Problems with the Current Rule 37(e)

The rapid growth of electronically stored information (“ESI”) is at the root of the problem of too many sanctions.  To illustrate, the total volume of digital information created increased from 130 exabytes (EB; 1 EB=1 billion gigabytes) to 1227 exabytes in 2010.  And it keeps growing.  For example, enterprise data is estimated to double every three years.  The increasing volume of ESI makes it too costly to preserve everything.
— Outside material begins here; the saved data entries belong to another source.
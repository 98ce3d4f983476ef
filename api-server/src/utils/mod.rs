//! 工具模块

pub mod logger;
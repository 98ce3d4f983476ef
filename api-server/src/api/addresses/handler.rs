//! Addresses API Handlers
//!
//! 全部按所有者裁决：他人的地址一律视同不存在。

use std::sync::Arc;

use axum::Json;
use axum::extract::{Extension, Path, State};
use axum::http::StatusCode;
use validator::Validate;

use shared::models::{Address, AddressCreate, AddressUpdate};
use shared::util::{now_millis, snowflake_id};
use shared::{ApiResponse, AppError, AppResult};

use crate::auth::CurrentUser;
use crate::core::ServerState;

async fn owned_address(
    state: &ServerState,
    user_id: i64,
    id: i64,
) -> AppResult<Address> {
    state
        .store
        .address_by_id(id)
        .await?
        .filter(|a| a.user_id == user_id && !a.is_deleted())
        .ok_or_else(|| AppError::not_found("address"))
}

/// POST /api/addresses
pub async fn create(
    State(state): State<Arc<ServerState>>,
    Extension(current_user): Extension<CurrentUser>,
    Json(payload): Json<AddressCreate>,
) -> AppResult<(StatusCode, Json<ApiResponse<Address>>)> {
    payload.validate()?;
    let address = Address {
        id: snowflake_id(),
        user_id: current_user.id,
        label: payload.label,
        line: payload.line,
        city: payload.city,
        comment: payload.comment,
        created_at: now_millis(),
        deleted_at: None,
    };
    let address = state.store.create_address(address).await?;
    Ok((StatusCode::CREATED, Json(ApiResponse::ok(address))))
}

/// GET /api/addresses - 本人未删除的地址
pub async fn list(
    State(state): State<Arc<ServerState>>,
    Extension(current_user): Extension<CurrentUser>,
) -> AppResult<Json<ApiResponse<Vec<Address>>>> {
    let addresses = state.store.list_addresses(current_user.id, false).await?;
    Ok(Json(ApiResponse::ok(addresses)))
}

/// PATCH /api/addresses/{id}
pub async fn update(
    State(state): State<Arc<ServerState>>,
    Extension(current_user): Extension<CurrentUser>,
    Path(id): Path<i64>,
    Json(payload): Json<AddressUpdate>,
) -> AppResult<Json<ApiResponse<Address>>> {
    let mut address = owned_address(&state, current_user.id, id).await?;
    if let Some(label) = payload.label {
        address.label = Some(label);
    }
    if let Some(line) = payload.line {
        address.line = line;
    }
    if let Some(city) = payload.city {
        address.city = Some(city);
    }
    if let Some(comment) = payload.comment {
        address.comment = Some(comment);
    }
    let address = state.store.update_address(&address).await?;
    Ok(Json(ApiResponse::ok(address)))
}

/// DELETE /api/addresses/{id} - 软删除
pub async fn delete(
    State(state): State<Arc<ServerState>>,
    Extension(current_user): Extension<CurrentUser>,
    Path(id): Path<i64>,
) -> AppResult<StatusCode> {
    let address = owned_address(&state, current_user.id, id).await?;
    state.store.soft_delete_address(address.id, now_millis()).await?;
    Ok(StatusCode::NO_CONTENT)
}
But knowing when the preservation obligation is triggered and what information must be preserved is difficult.  Because of this, even litigants acting in good faith may find themselves in trouble.  The failure to preserve ESI was the most common misconduct that led to sanctions in e-discovery cases.
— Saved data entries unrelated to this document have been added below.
//! Users API Handlers

use std::sync::Arc;

use axum::Json;
use axum::extract::{Extension, Path, Query, State};
use axum::http::StatusCode;
use serde::Deserialize;
use serde_json::json;

use shared::models::{Role, User, UserStatus, UserUpdate};
use shared::util::now_millis;
use shared::{ApiResponse, AppError, AppResult, ErrorCode, Paginated};

use crate::audit::{AuditAction, AuditRecord, diff_changes};
use crate::auth::CurrentUser;
use crate::core::ServerState;
use crate::security_log;

#[derive(Debug, Deserialize)]
#[serde(rename_all = "camelCase")]
pub struct UserListQuery {
    pub include_deleted: Option<bool>,
    pub page: Option<u32>,
    pub per_page: Option<u32>,
}

#[derive(Debug, Deserialize)]
#[serde(rename_all = "camelCase")]
pub struct RoleAssignment {
    pub role_id: i64,
}

async fn load_user(state: &ServerState, id: i64) -> AppResult<User> {
    state
        .store
        .user_by_id(id)
        .await?
        .ok_or_else(|| AppError::not_found("user"))
}

/// GET /api/users
pub async fn list(
    State(state): State<Arc<ServerState>>,
    Query(query): Query<UserListQuery>,
) -> AppResult<Json<Paginated<User>>> {
    let users = state
        .store
        .list_users(query.include_deleted.unwrap_or(false))
        .await?;
    Ok(Json(Paginated::from_items(
        users,
        query.page.unwrap_or(1),
        query.per_page.unwrap_or(20).clamp(1, 100),
    )))
}

/// PATCH /api/users/{id} - 封禁/解封/改邮箱
///
/// 封禁立即吊销目标用户全部会话。
pub async fn update(
    State(state): State<Arc<ServerState>>,
    Extension(current_user): Extension<CurrentUser>,
    Path(id): Path<i64>,
    Json(payload): Json<UserUpdate>,
) -> AppResult<Json<ApiResponse<User>>> {
    let before = load_user(&state, id).await?;
    if before.is_deleted() {
        return Err(AppError::new(ErrorCode::AlreadyDeleted));
    }

    let mut after = before.clone();
    if let Some(status) = payload.status {
        after.status = status;
    }
    if let Some(email) = payload.email {
        after.email = Some(email);
    }
    after.updated_at = now_millis();
    let after = state.store.update_user(&after).await?;

    let status_changed = before.status != after.status;
    if status_changed && after.status == UserStatus::Blocked {
        let revoked = state.sessions.revoke_all(after.id).await?;
        security_log!(
            WARN,
            "users.blocked",
            user_id = after.id,
            operator_id = current_user.id,
            sessions_revoked = revoked
        );
    }

    let changes = diff_changes(&before, &after);
    if !changes.is_empty() {
        let action = match (status_changed, after.status) {
            (true, UserStatus::Blocked) => AuditAction::UserBlocked,
            (true, UserStatus::Active) => AuditAction::UserUnblocked,
            _ => AuditAction::UserUpdated,
        };
        state
            .audit
            .log(
                Some(&current_user),
                AuditRecord::new(action, "user", after.id).with_changes(changes),
            )
            .await;
    }

    Ok(Json(ApiResponse::ok(after)))
}

/// DELETE /api/users/{id} - 软删除（吊销全部会话）
pub async fn delete(
    State(state): State<Arc<ServerState>>,
    Extension(current_user): Extension<CurrentUser>,
    Path(id): Path<i64>,
) -> AppResult<StatusCode> {
    let user = load_user(&state, id).await?;
    if user.is_deleted() {
        return Err(AppError::new(ErrorCode::AlreadyDeleted));
    }

    state.store.soft_delete_user(id, now_millis()).await?;
    state.sessions.revoke_all(id).await?;

    state
        .audit
        .log(
            Some(&current_user),
            AuditRecord::new(AuditAction::UserDeleted, "user", id)
                .with_metadata(json!({"phone": user.phone})),
        )
        .await;
    security_log!(WARN, "users.soft_deleted", user_id = id, operator_id = current_user.id);
    Ok(StatusCode::NO_CONTENT)
}

/// POST /api/users/{id}/roles - 授予角色
pub async fn assign_role(
    State(state): State<Arc<ServerState>>,
    Extension(current_user): Extension<CurrentUser>,
    Path(id): Path<i64>,
    Json(payload): Json<RoleAssignment>,
) -> AppResult<Json<ApiResponse<Vec<Role>>>> {
    let user = load_user(&state, id).await?;
    if user.is_deleted() {
        return Err(AppError::new(ErrorCode::AlreadyDeleted));
    }
    state.store.assign_user_role(user.id, payload.role_id).await?;

    state
        .audit
        .log(
            Some(&current_user),
            AuditRecord::new(AuditAction::UserRoleAssigned, "user", user.id)
                .with_metadata(json!({"roleId": payload.role_id})),
        )
        .await;

    let roles = state.store.user_roles(user.id).await?;
    Ok(Json(ApiResponse::ok(roles)))
}

/// DELETE /api/users/{id}/roles/{role_id} - 回收角色
///
/// 下一次鉴权即生效，无需等待令牌过期。
pub async fn revoke_role(
    State(state): State<Arc<ServerState>>,
    Extension(current_user): Extension<CurrentUser>,
    Path((id, role_id)): Path<(i64, i64)>,
) -> AppResult<StatusCode> {
    if !state.store.revoke_user_role(id, role_id).await? {
        return Err(AppError::not_found("role assignment"));
    }
    state
        .audit
        .log(
            Some(&current_user),
            AuditRecord::new(AuditAction::UserRoleRevoked, "user", id)
                .with_metadata(json!({"roleId": role_id})),
        )
        .await;
    Ok(StatusCode::NO_CONTENT)
}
Rule 37(e) was added to the Federal Rules in 2006 to protect litigants acting in good faith from sanctions for failure to preserve.  Although Rule 37(e) is called a “safe harbor” provision, it fails to provide satisfactory protection.  This is because the Rule’s protective language is unclear and can be interpreted narrowly.  Consequently, the rule is applied inconsistently across jurisdictions and between individual judges.  Litigants cope with this situation by adhering to the most strict standards to avoid potential sanctions in later litigation.  For example, Microsoft reported in 2011 that it preserves 787.5 GB of data for every 2.3 MB of data that are actually used in litigation, which is a ratio of 340,000 to 1.

Unsurprisingly, the phenomenon of over-preservation drives the cost of litigation above what is necessary, placing an undue burden on organizations that face frequent litigation.  The ambiguity of law has also led to increased sanctions motions for spoliation, or the act of destroying or altering evidence, shifting the focus away from the merits of the case and often resulting in settlement amounts disproportionate to the underlying merits.
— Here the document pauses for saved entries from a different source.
//! 核心模块：配置、状态、服务器

pub mod config;
pub mod server;
pub mod state;

pub use config::Config;
pub use server::Server;
pub use state::ServerState;
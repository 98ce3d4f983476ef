//! Health API Module

mod handler;

use std::sync::Arc;

use axum::{Router, routing::get};

use crate::core::ServerState;

pub fn router() -> Router<Arc<ServerState>> {
    Router::new().route("/api/health", get(handler::health))
}
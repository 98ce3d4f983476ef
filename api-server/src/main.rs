use api_server::{Config, Server, ServerState, init_logger, print_banner};

#[tokio::main]
async fn main() -> Result<(), Box<dyn std::error::Error>> {
    // 1. 环境与日志
    dotenv::dotenv().ok();
    init_logger();

    print_banner();
    tracing::info!("Haul API Server starting...");

    // 2. 加载配置
    let config = Config::from_env();

    // 3. 初始化服务器状态
    let state = ServerState::initialize(&config).await?;

    // 4. 启动 HTTP 服务器
    let server = Server::with_state(config, state);

    if let Err(e) = server.run().await {
        tracing::error!("Server error: {}", e);
        return Err(e.into());
    }

    Ok(())
}
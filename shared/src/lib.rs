//! Shared types for the Haul marketplace platform
//!
//! Wire-level contracts used by the API server and its clients:
//! - [`error`]: unified error codes and [`AppError`]
//! - [`models`]: entity models and request/response payloads
//! - [`response`]: success / pagination envelopes
//! - [`util`]: id and timestamp helpers

pub mod error;
pub mod models;
pub mod response;
pub mod util;

pub use error::{AppError, AppResult, ErrorCode};
pub use response::{ApiResponse, MessageKey, PageMeta, Paginated};
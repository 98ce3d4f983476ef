//! Unified error system for the Haul platform
//!
//! Every failure crossing the HTTP boundary is expressed as an [`AppError`]:
//! a stable machine-readable key (for client-side localization) plus
//! structured params for message interpolation. No component formats its own
//! error body; the [`axum::response::IntoResponse`] impl here is the single
//! error-sending path.
//!
//! # Example
//!
//! ```
//! use shared::error::{AppError, ErrorCode};
//!
//! // Simple error
//! let err = AppError::new(ErrorCode::NotFound);
//!
//! // Error with interpolation params
//! let err = AppError::invalid_transition("completed", "cancelled");
//! assert_eq!(err.code.key(), "error.order.invalid_transition");
//! ```

mod codes;
mod types;

pub use codes::{ErrorCategory, ErrorCode};
pub use types::{AppError, AppResult, ErrorBody};
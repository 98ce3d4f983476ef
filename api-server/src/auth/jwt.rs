//! JWT 令牌服务
//!
//! 双令牌方案：短时 access token (~15 分钟) + 长时 refresh token (~7 天)。
//! 两者均携带 `{sub, user_type, token_type, iss, aud}`。
//! 权限集不进入 claims — 每次请求由 RBAC 引擎重新解析。

use chrono::{Duration, Utc};
use jsonwebtoken::errors::ErrorKind;
use jsonwebtoken::{Algorithm, DecodingKey, EncodingKey, Header, Validation, decode, encode};
use ring::rand::{SecureRandom, SystemRandom};
use serde::{Deserialize, Serialize};
use shared::models::UserType;
use thiserror::Error;

/// JWT 配置
#[derive(Debug, Clone)]
pub struct JwtConfig {
    /// JWT 密钥 (应至少 32 字节)
    pub secret: String,
    /// access token 过期时间 (分钟)
    pub access_minutes: i64,
    /// refresh token 过期时间 (天)
    pub refresh_days: i64,
    /// 令牌签发者
    pub issuer: String,
    /// 令牌受众
    pub audience: String,
}

impl Default for JwtConfig {
    fn default() -> Self {
        let secret = match load_jwt_secret() {
            Ok(key) => key,
            Err(e) => {
                #[cfg(debug_assertions)]
                {
                    tracing::warn!("JWT configuration error: {}, using generated dev key", e);
                    generate_printable_secret()
                }
                #[cfg(not(debug_assertions))]
                {
                    panic!("FATAL: JWT_SECRET configuration failed: {}", e);
                }
            }
        };

        Self {
            secret,
            access_minutes: std::env::var("JWT_ACCESS_MINUTES")
                .ok()
                .and_then(|s| s.parse().ok())
                .unwrap_or(15),
            refresh_days: std::env::var("JWT_REFRESH_DAYS")
                .ok()
                .and_then(|s| s.parse().ok())
                .unwrap_or(7),
            issuer: std::env::var("JWT_ISSUER").unwrap_or_else(|_| "haul-api".to_string()),
            audience: std::env::var("JWT_AUDIENCE").unwrap_or_else(|_| "haul-clients".to_string()),
        }
    }
}

/// 从环境变量安全地加载 JWT 密钥
fn load_jwt_secret() -> Result<String, JwtError> {
    match std::env::var("JWT_SECRET") {
        Ok(secret) => {
            if secret.len() < 32 {
                return Err(JwtError::ConfigError(
                    "JWT_SECRET must be at least 32 characters long".to_string(),
                ));
            }
            Ok(secret)
        }
        Err(_) => {
            #[cfg(debug_assertions)]
            {
                tracing::warn!(
                    "JWT_SECRET not set! Generating secure temporary key for development."
                );
                Ok(generate_printable_secret())
            }
            #[cfg(not(debug_assertions))]
            {
                Err(JwtError::ConfigError(
                    "JWT_SECRET environment variable must be set in production!".to_string(),
                ))
            }
        }
    }
}

/// 生成可打印的安全密钥 (用于开发环境)
fn generate_printable_secret() -> String {
    let allowed_chars =
        "ABCDEFGHIJKLMNOPQRSTUVWXYZabcdefghijklmnopqrstuvwxyz0123456789!@#$%^&*()-_=+";

    let rng = SystemRandom::new();
    let mut key = String::new();
    for _ in 0..64 {
        let mut byte = [0u8; 1];
        if rng.fill(&mut byte).is_err() {
            return "HaulApiDevelopmentSecureKey-Replace-Me-2025!".to_string();
        }
        let idx = (byte[0] as usize) % allowed_chars.len();
        key.push(allowed_chars.as_bytes()[idx] as char);
    }
    key
}

/// 令牌类型
#[derive(Debug, Clone, Copy, PartialEq, Eq, Serialize, Deserialize)]
#[serde(rename_all = "snake_case")]
pub enum TokenType {
    Access,
    Refresh,
}

/// 存储在令牌中的 JWT Claims
#[derive(Debug, Clone, Serialize, Deserialize)]
pub struct Claims {
    /// 用户 ID (Subject)
    pub sub: String,
    /// 用户类型
    pub user_type: UserType,
    /// 令牌类型
    pub token_type: TokenType,
    /// 过期时间戳
    pub exp: i64,
    /// 签发时间戳
    pub iat: i64,
    /// 签发者
    pub iss: String,
    /// 受众
    pub aud: String,
}

impl Claims {
    /// 解析 subject 为用户 ID
    pub fn user_id(&self) -> Result<i64, JwtError> {
        self.sub
            .parse()
            .map_err(|_| JwtError::InvalidToken("Non-numeric subject".to_string()))
    }
}

/// 令牌对 — 登录/注册/刷新的返回值
#[derive(Debug, Clone, Serialize)]
#[serde(rename_all = "camelCase")]
pub struct TokenPair {
    pub access_token: String,
    pub refresh_token: String,
    /// access token 剩余有效秒数
    pub expires_in: i64,
}

/// JWT 错误
#[derive(Error, Debug)]
pub enum JwtError {
    #[error("无效令牌: {0}")]
    InvalidToken(String),

    #[error("令牌已过期")]
    ExpiredToken,

    #[error("无效签名")]
    InvalidSignature,

    #[error("令牌类型不符: 期望 {expected:?}")]
    WrongTokenType { expected: TokenType },

    #[error("令牌生成失败: {0}")]
    GenerationFailed(String),

    #[error("配置错误: {0}")]
    ConfigError(String),
}

/// JWT 令牌服务
#[derive(Clone)]
pub struct JwtService {
    pub config: JwtConfig,
    encoding_key: EncodingKey,
    decoding_key: DecodingKey,
}

impl std::fmt::Debug for JwtService {
    fn fmt(&self, f: &mut std::fmt::Formatter<'_>) -> std::fmt::Result {
        f.debug_struct("JwtService")
            .field("issuer", &self.config.issuer)
            .finish_non_exhaustive()
    }
}

impl JwtService {
    /// 使用默认配置创建新的 JWT 服务
    pub fn new() -> Self {
        Self::with_config(JwtConfig::default())
    }

    /// 使用指定配置创建新的 JWT 服务
    pub fn with_config(config: JwtConfig) -> Self {
        let encoding_key = EncodingKey::from_secret(config.secret.as_bytes());
        let decoding_key = DecodingKey::from_secret(config.secret.as_bytes());

        Self {
            config,
            encoding_key,
            decoding_key,
        }
    }

    /// 为用户签发令牌对
    pub fn issue_pair(&self, user_id: i64, user_type: UserType) -> Result<TokenPair, JwtError> {
        let access = self.generate(user_id, user_type, TokenType::Access)?;
        let refresh = self.generate(user_id, user_type, TokenType::Refresh)?;
        Ok(TokenPair {
            access_token: access,
            refresh_token: refresh,
            expires_in: self.config.access_minutes * 60,
        })
    }

    fn generate(
        &self,
        user_id: i64,
        user_type: UserType,
        token_type: TokenType,
    ) -> Result<String, JwtError> {
        let now = Utc::now();
        let expiration = match token_type {
            TokenType::Access => now + Duration::minutes(self.config.access_minutes),
            TokenType::Refresh => now + Duration::days(self.config.refresh_days),
        };

        let claims = Claims {
            sub: user_id.to_string(),
            user_type,
            token_type,
            exp: expiration.timestamp(),
            iat: now.timestamp(),
            iss: self.config.issuer.clone(),
            aud: self.config.audience.clone(),
        };

        encode(&Header::default(), &claims, &self.encoding_key)
            .map_err(|e| JwtError::GenerationFailed(e.to_string()))
    }

    /// 验证并解码令牌，同时校验令牌类型
    pub fn validate(&self, token: &str, expected: TokenType) -> Result<Claims, JwtError> {
        let mut validation = Validation::new(Algorithm::HS256);
        validation.set_audience(&[&self.config.audience]);
        validation.set_issuer(&[&self.config.issuer]);
        validation.set_required_spec_claims(&["sub", "exp", "iat", "iss", "aud"]);

        let token_data = decode::<Claims>(token, &self.decoding_key, &validation).map_err(|e| {
            match e.kind() {
                ErrorKind::ExpiredSignature => JwtError::ExpiredToken,
                ErrorKind::InvalidSignature => JwtError::InvalidSignature,
                ErrorKind::InvalidToken => JwtError::InvalidToken(e.to_string()),
                _ => JwtError::InvalidToken(format!("Token validation failed: {}", e)),
            }
        })?;

        if token_data.claims.token_type != expected {
            return Err(JwtError::WrongTokenType { expected });
        }

        Ok(token_data.claims)
    }

    /// 从 Authorization 头提取令牌
    pub fn extract_from_header(header: &str) -> Option<&str> {
        header.strip_prefix("Bearer ")
    }
}

impl Default for JwtService {
    fn default() -> Self {
        Self::new()
    }
}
The Proposed Amendment to Rule 37(e)

The Discovery Subcommittee of the Advisory Committee on Civil Rules proposed an amendment last November as a solution to these problems.  According to its drafters, the amendment provides better protection than the current rule and sets a uniform national standard regarding sanctions for failure to preserve.

Subdivision (e)(1) provides a variety of measures that courts can use instead of sanctions, such as “additional discovery” and “curative measures.”  These measures encourage courts to be more flexible rather than rely heavily on sanctions.  Another subdivision, (e)(2)(A), sets the uniform standard of culpability that requires that “the failure [to preserve be] willful or in bad faith.”  This standard of culpability essentially rejects the negligence or gross negligence standard set by the 2nd Circuit.  Under this provision, the court must also find “substantial prejudice in the litigation” in addition to willfulness or bad faith before imposing sanctions.  Subdivision (e)(2)(B) of the amendment creates a narrow exception allowing for sanctions in the absence of willfulness or bad faith, but only when the loss of information “irreparably deprived a party of any meaningful opportunity to present a claim or defense.”  Finally subdivision (e)(3) of the amendment gives a non-exhaustive list of factors to consider when determining whether there was willfulness or bad faith.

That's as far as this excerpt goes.